Where a single-celled amoeba moves to find food, human cells migrate as part of complex bodily functions like immunity. Disease-fighting cells for instance move toward bacteria and cells infected with viruses, which they target for destruction. Unfortunately, the same cells can mistakenly attack the body's own cells or drive inflammation too far, worsening the problem they rushed in to solve.
A team of researchers at the University of Rochester Medical Center has been studying proteins called integrins that enable T cells, a major subset of immune cells, to migrate. The integrin-related mechanisms described for the first time in the current paper suggest a way to shut down only those T cells currently in the act of disease-related migration, while leaving in place reserves needed in the likely event that another infection occurs during treatment. Making the mechanistic discoveries possible was a successful effort by the team to capture on video the first detailed images of fast-migrating T cells and the behavior of key proteins related to migration, which had been tagged with fluorescence. Twelve videos of T cells, and their key migration proteins, in action are part of the publication and are available online.
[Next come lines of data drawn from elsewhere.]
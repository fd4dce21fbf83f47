//! Error conversions - From implementations for common error types
//!
//! Provides automatic conversion from common error types to [`AppError`].

use super::app_error::AppError;
use super::kind::ErrorKind;

// ============================================================================
// Standard library conversions
// ============================================================================

impl From<std::io::Error> for AppError {
    fn from(err: std::io::Error) -> Self {
        let kind = match err.kind() {
            std::io::ErrorKind::NotFound => ErrorKind::NotFound,
            std::io::ErrorKind::PermissionDenied => ErrorKind::Forbidden,
            std::io::ErrorKind::TimedOut => ErrorKind::RequestTimeout,
            _ => ErrorKind::InternalServerError,
        };
        AppError::new(kind, "I/O operation failed").with_source(err)
    }
}

impl From<std::string::FromUtf8Error> for AppError {
    fn from(err: std::string::FromUtf8Error) -> Self {
        AppError::bad_request("Invalid UTF-8 string").with_source(err)
    }
}

impl From<std::num::ParseIntError> for AppError {
    fn from(err: std::num::ParseIntError) -> Self {
        AppError::bad_request("Invalid integer format").with_source(err)
    }
}

// ============================================================================
// serde_json conversions
// ============================================================================

impl From<serde_json::Error> for AppError {
    fn from(err: serde_json::Error) -> Self {
        if err.is_syntax() || err.is_data() {
            AppError::bad_request(format!("JSON parse error: {}", err)).with_source(err)
        } else {
            AppError::internal("JSON serialization error").with_source(err)
        }
    }
}

// ============================================================================
// SQLx conversions (feature-gated)
// ============================================================================

#[cfg(feature = "sqlx")]
impl From<sqlx::Error> for AppError {
    fn from(err: sqlx::Error) -> Self {
        match &err {
            sqlx::Error::RowNotFound => AppError::not_found("Record not found").with_source(err),
            sqlx::Error::PoolTimedOut => {
                AppError::service_unavailable("Database connection pool exhausted").with_source(err)
            }
            sqlx::Error::Database(db_err) => {
                // PostgreSQL error codes
                // https://www.postgresql.org/docs/current/errcodes-appendix.html
                let app_err = if let Some(code) = db_err.code() {
                    match code.as_ref() {
                        // Class 23 — Integrity Constraint Violation
                        "23502" => AppError::bad_request("Required field is null"),
                        "23503" => AppError::conflict("Foreign key violation"),
                        "23505" => AppError::conflict("Duplicate key value"),
                        "23514" => AppError::bad_request("Check constraint violation"),
                        // Class 53 — Insufficient Resources
                        "53000" | "53100" | "53200" | "53300" => {
                            AppError::service_unavailable("Database resource exhausted")
                        }
                        // Class 57 — Operator Intervention
                        "57000" | "57014" | "57P01" | "57P02" | "57P03" => {
                            AppError::service_unavailable("Database unavailable")
                        }
                        _ => AppError::internal("Database error"),
                    }
                } else {
                    AppError::internal("Database error")
                };
                app_err.with_source(err)
            }
            sqlx::Error::Io(_) => {
                AppError::service_unavailable("Database connection error").with_source(err)
            }
            _ => AppError::internal("Database error").with_source(err),
        }
    }
}

// ============================================================================
// Axum conversions (feature-gated)
// ============================================================================

#[cfg(feature = "axum")]
impl axum::response::IntoResponse for AppError {
    fn into_response(self) -> axum::response::Response {
        use axum::Json;
        use axum::http::StatusCode;

        let status =
            StatusCode::from_u16(self.status_code()).unwrap_or(StatusCode::INTERNAL_SERVER_ERROR);

        // RFC 7807 Problem Details for HTTP APIs
        let body = serde_json::json!({
            "type": format!("https://httpstatuses.io/{}", self.status_code()),
            "title": self.kind().as_str(),
            "status": self.status_code(),
            "detail": self.message(),
            "action": self.action(),
        });

        (status, Json(body)).into_response()
    }
}

#[cfg(test)]
mod tests {
    use super::*;

    #[test]
    fn test_io_error_conversion() {
        let io_err = std::io::Error::new(std::io::ErrorKind::NotFound, "file not found");
        let app_err: AppError = io_err.into();
        assert_eq!(app_err.kind(), ErrorKind::NotFound);

        let io_err = std::io::Error::new(std::io::ErrorKind::TimedOut, "deadline exceeded");
        let app_err: AppError = io_err.into();
        assert_eq!(app_err.kind(), ErrorKind::RequestTimeout);
    }

    #[test]
    fn test_json_error_conversion() {
        let json_err = serde_json::from_str::<serde_json::Value>("invalid json").unwrap_err();
        let app_err: AppError = json_err.into();
        assert_eq!(app_err.kind(), ErrorKind::BadRequest);
    }
}
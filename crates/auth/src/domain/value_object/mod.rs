//! Value Objects

pub mod device_address;
pub mod email;

pub use device_address::DeviceAddress;
pub use email::Email;
//! Application Configuration
//!
//! Configuration for the Auth application layer. The token secret is an
//! explicit value passed by construction; nothing reads it from ambient
//! or static state.

use std::time::Duration;

use platform::token::AccessTokenCodec;

/// Auth application configuration
#[derive(Debug, Clone)]
pub struct AuthConfig {
    /// Symmetric secret for token signing (HMAC-SHA256)
    pub token_secret: Vec<u8>,
    /// Access token TTL (1 hour)
    pub token_ttl: Duration,
    /// Per-call deadline for each storage-facing step
    pub query_timeout: Duration,
}

impl Default for AuthConfig {
    fn default() -> Self {
        Self {
            token_secret: Vec::new(),
            token_ttl: Duration::from_secs(3600),
            query_timeout: Duration::from_secs(3),
        }
    }
}

impl AuthConfig {
    /// Create config with a random token secret (for development)
    pub fn with_random_secret() -> Self {
        use rand::RngCore;
        let mut secret = vec![0u8; 32];
        rand::rng().fill_bytes(&mut secret);
        Self {
            token_secret: secret,
            ..Default::default()
        }
    }

    /// Create config for development
    pub fn development() -> Self {
        Self::with_random_secret()
    }

    /// Build the token codec keyed by this config's secret
    pub fn token_codec(&self) -> AccessTokenCodec {
        AccessTokenCodec::new(self.token_secret.clone())
    }
}
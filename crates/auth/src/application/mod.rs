//! Application Layer
//!
//! Use cases and application services. Each flow is a short linear
//! state machine with early exit on failure; every storage-touching
//! step runs under its own bounded deadline.

pub mod config;
pub mod login;
pub mod refresh_token;
pub mod register;

// Re-exports
pub use config::AuthConfig;
pub use login::{LoginInput, LoginOutput, LoginUseCase};
pub use refresh_token::{RefreshTokenInput, RefreshTokenOutput, RefreshTokenUseCase};
pub use register::{RegisterInput, RegisterOutput, RegisterUseCase};

use std::future::Future;
use std::time::Duration;

use crate::error::{AuthError, AuthResult};

/// Run a storage-facing step under a fresh bounded deadline.
///
/// A deadline overrun is a transient internal error; nothing in this
/// layer retries automatically.
pub(crate) async fn with_query_timeout<F, T>(timeout: Duration, fut: F) -> AuthResult<T>
where
    F: Future<Output = AuthResult<T>>,
{
    tokio::time::timeout(timeout, fut)
        .await
        .map_err(|_| AuthError::StorageTimeout)?
}

/// Mask an email for logging: keep the first character of the local
/// part and the domain.
pub(crate) fn mask_email(email: &str) -> String {
    match email.split_once('@') {
        Some((local, domain)) => {
            let head = local.chars().next().map(String::from).unwrap_or_default();
            format!("{head}***@{domain}")
        }
        None => "***".to_string(),
    }
}
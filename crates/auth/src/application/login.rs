//! Login Use Case
//!
//! Authenticates an account, binds the requesting device, and issues a
//! device-bound access token.

use std::sync::Arc;

use platform::password::ClearTextPassword;

use crate::application::config::AuthConfig;
use crate::application::{mask_email, with_query_timeout};
use crate::domain::device_registry::DeviceRegistry;
use crate::domain::repository::{AccountRepository, DeviceRepository};
use crate::domain::value_object::{DeviceAddress, Email};
use crate::error::{AuthError, AuthResult};

/// Login input
pub struct LoginInput {
    pub email: String,
    pub password: String,
    pub device_address: String,
}

/// Login output
#[derive(Debug)]
pub struct LoginOutput {
    pub token: String,
}

/// Login use case
pub struct LoginUseCase<A, D>
where
    A: AccountRepository,
    D: DeviceRepository,
{
    account_repo: Arc<A>,
    device_registry: DeviceRegistry<D>,
    config: Arc<AuthConfig>,
}

impl<A, D> LoginUseCase<A, D>
where
    A: AccountRepository,
    D: DeviceRepository,
{
    pub fn new(account_repo: Arc<A>, device_repo: Arc<D>, config: Arc<AuthConfig>) -> Self {
        Self {
            account_repo,
            device_registry: DeviceRegistry::new(device_repo),
            config,
        }
    }

    pub async fn execute(&self, input: LoginInput) -> AuthResult<LoginOutput> {
        let email = Email::new(input.email)?;
        let device = DeviceAddress::new(input.device_address)?;
        let password = ClearTextPassword::new(input.password)
            .map_err(|e| AuthError::Validation(e.to_string()))?;

        let account = with_query_timeout(
            self.config.query_timeout,
            self.account_repo.find_by_email(&email),
        )
        .await?
        // Unknown email is reported exactly like a wrong password to
        // prevent account enumeration; the log keeps the distinction
        .ok_or_else(|| {
            tracing::warn!(email = %mask_email(email.as_str()), "Account not found");
            AuthError::InvalidCredentials
        })?;

        let hash = account.password_hash.clone();
        let password_valid = tokio::task::spawn_blocking(move || hash.verify(&password))
            .await
            .map_err(|e| AuthError::Internal(format!("Verify task failed: {e}")))?;

        if !password_valid {
            return Err(AuthError::WrongPassword);
        }

        match with_query_timeout(
            self.config.query_timeout,
            self.device_registry.bind(&email, &device),
        )
        .await
        {
            Ok(()) => {}
            // The account row was read moments ago; losing it mid-flow
            // is a consistency anomaly, not a caller mistake
            Err(AuthError::AccountNotFound) => {
                return Err(AuthError::Internal(
                    "Account disappeared while binding device".to_string(),
                ));
            }
            Err(e) => return Err(e),
        }

        let token = self
            .config
            .token_codec()
            .issue(email.as_str(), device.as_str(), self.config.token_ttl);

        tracing::info!(
            email = %mask_email(email.as_str()),
            device = %device,
            "Login succeeded"
        );

        Ok(LoginOutput { token })
    }
}
//! Presentation Layer
//!
//! HTTP handlers, DTOs, router, and middleware.

pub mod dto;
pub mod handlers;
pub mod middleware;
pub mod router;
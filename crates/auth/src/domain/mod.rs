//! Domain Layer
//!
//! Entities, value objects, repository traits, and domain services.

pub mod device_registry;
pub mod entity;
pub mod repository;
pub mod value_object;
"There are many cases where it would be incredibly useful to precisely block integrin activation, and thus T cell migration," said Minsoo Kim, Ph.D., assistant professor of Microbiology and Immunology within the David H. Smith Center for Vaccine Biology and Immunology at the Medical Center, and lead author of the article. "Good examples include when our immune system attacks our own cells, or rejects a lifesaving transplant or clogs our blood vessels by mistake. The problem is that past, system-wide attempts that block all integrin activation, like the multiple sclerosis drug Tysabri, shut down not only unwanted inflammation in one locale, but also vital immune defenses elsewhere, leaving patients vulnerable to infection."
The Great Migration
Two mechanisms make cell migration, or programmed directional movement, possible. The first, called chemotaxis, tells the cell which direction to move in. Cell surface proteins sense and follow chemicals and molecules they are attracted to toward wherever those attractants are most concentrated. T cells, named after the thymus (T) where they mature, move toward the byproducts of bacteria and viruses.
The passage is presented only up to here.